Parece que a la mayoría de los sectores, que han de estar realmente preocupados por el destino del país, para nada les interesa lo expresado por el Gobierno; tampoco el hecho de que las iglesias hayan hecho un llamado a la cordura y a la sensatez ante la gravedad manifiesta; mucho menos si con sus decisiones negativas se colocan de espalda a la nación, abriendo la posibilidad de amanecer un día encontrándonos con un desequilibrio social o una inestabilidad económica que conduzcan al país hacia un estallido de consecuencias impredecibles.
Ellos, los que se consideran poderosos, miembros de la clase alta, hacedores de las maquinarias fundamentales para producir riquezas, lamentablemente, prefieren proteger sus intereses por encima de los intereses de la nación.
Todos sabemos que la crisis no es un juego. Que nos está apretando y que de no actuar lo más pronto posible ésta podría conducirnos hacia un callejón sin salida. Es decir, que nuestra economía podría sufrir una parálisis o estancamiento perjudicial para los planes de corte social y económico que ha diseñado el Gobierno a los fines de favorecer a la inmensa mayoría de la población.
Cada sector, de manera rabiosa y encelada, defiende lo suyo. Por un lado la oposición política, siempre terca y con ganas de que todo le salga mal al Gobierno. Por el otro, los empresarios del transportes, dignos representantes de la anarquía y del desorden, por doquier llamando a paros absurdos y provocadores.
Y atrás no se quedan los de las pequeñas, medianas y grandes empresas.

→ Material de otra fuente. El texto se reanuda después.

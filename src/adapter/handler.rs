//! Handler contract.

use bytes::Bytes;
use http::{Request, Response};

use crate::http::recorder::ResponseRecorder;

/// Synchronous request handler: reads a request, writes into a recorder.
pub trait Handler: Send + Sync {
    fn serve(&self, request: Request<Bytes>, recorder: &mut ResponseRecorder);
}

impl<F> Handler for F
where
    F: Fn(Request<Bytes>, &mut ResponseRecorder) + Send + Sync,
{
    fn serve(&self, request: Request<Bytes>, recorder: &mut ResponseRecorder) {
        self(request, recorder)
    }
}

/// Handler built from a closure that returns a whole response.
#[derive(Debug, Clone)]
pub struct FnHandler<F> {
    f: F,
}

/// Adapt `Fn(Request<Bytes>) -> Response<Bytes>` to [`Handler`].
pub fn handler_fn<F>(f: F) -> FnHandler<F>
where
    F: Fn(Request<Bytes>) -> Response<Bytes> + Send + Sync,
{
    FnHandler { f }
}

impl<F> Handler for FnHandler<F>
where
    F: Fn(Request<Bytes>) -> Response<Bytes> + Send + Sync,
{
    fn serve(&self, request: Request<Bytes>, recorder: &mut ResponseRecorder) {
        recorder.replace((self.f)(request));
    }
}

Mucho menos un pedazo de la llamada sociedad civil, con los auspiciadores del cuatro por ciento (4%) para la educación a la cabeza, todos los días cuatro realizando un irracional encuentro dizque para exigir que se cumpla con lo ya prometido; pero furiosamente oponiéndose a la reforma fiscal. ¿Y entonces, de dónde rayo se sacarán los millones para cumplir con lo ya prometido?
En definitiva, aquí todos protestan. Todos desean cambios, todos abogan por mejores condiciones de vidas.